Work to complete: Provide a verbatim copy of the data below.

Saved data entries:

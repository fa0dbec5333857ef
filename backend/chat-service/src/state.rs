use std::sync::Arc;

use sqlx::PgPool;

use crate::config::Config;
use crate::services::MessageService;
use crate::websocket::ConnectionRegistry;

#[derive(Clone)]
pub struct AppState {
    pub db: PgPool,
    pub config: Arc<Config>,
    pub registry: ConnectionRegistry,
    pub messages: MessageService,
}
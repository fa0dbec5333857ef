pub mod auth;

pub use auth::{issue_token, verify_token, AuthenticatedUser, Claims};
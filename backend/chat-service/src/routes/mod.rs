pub mod events;
pub mod groups;
pub mod messages;
pub mod ws;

Expected answer:
repository fa0dbec5333857ef
filename backend/chat-service/src/state.rs
use std::sync::Arc;

use sqlx::PgPool;

use crate::config::Config;
use crate::services::MessageService;
use crate::websocket::ConnectionRegistry;

#[derive(Clone)]
pub struct AppState {
    pub db: PgPool,
    pub config: Arc<Config>,
    pub registry: ConnectionRegistry,
    pub messages: MessageService,
}
repository fa0dbec5333857ef
pub mod auth;

pub use auth::{issue_token, verify_token, AuthenticatedUser, Claims};
filename backend/chat-service/src/routes/mod.rs
pub mod events;
pub mod groups;
pub mod messages;
pub mod ws;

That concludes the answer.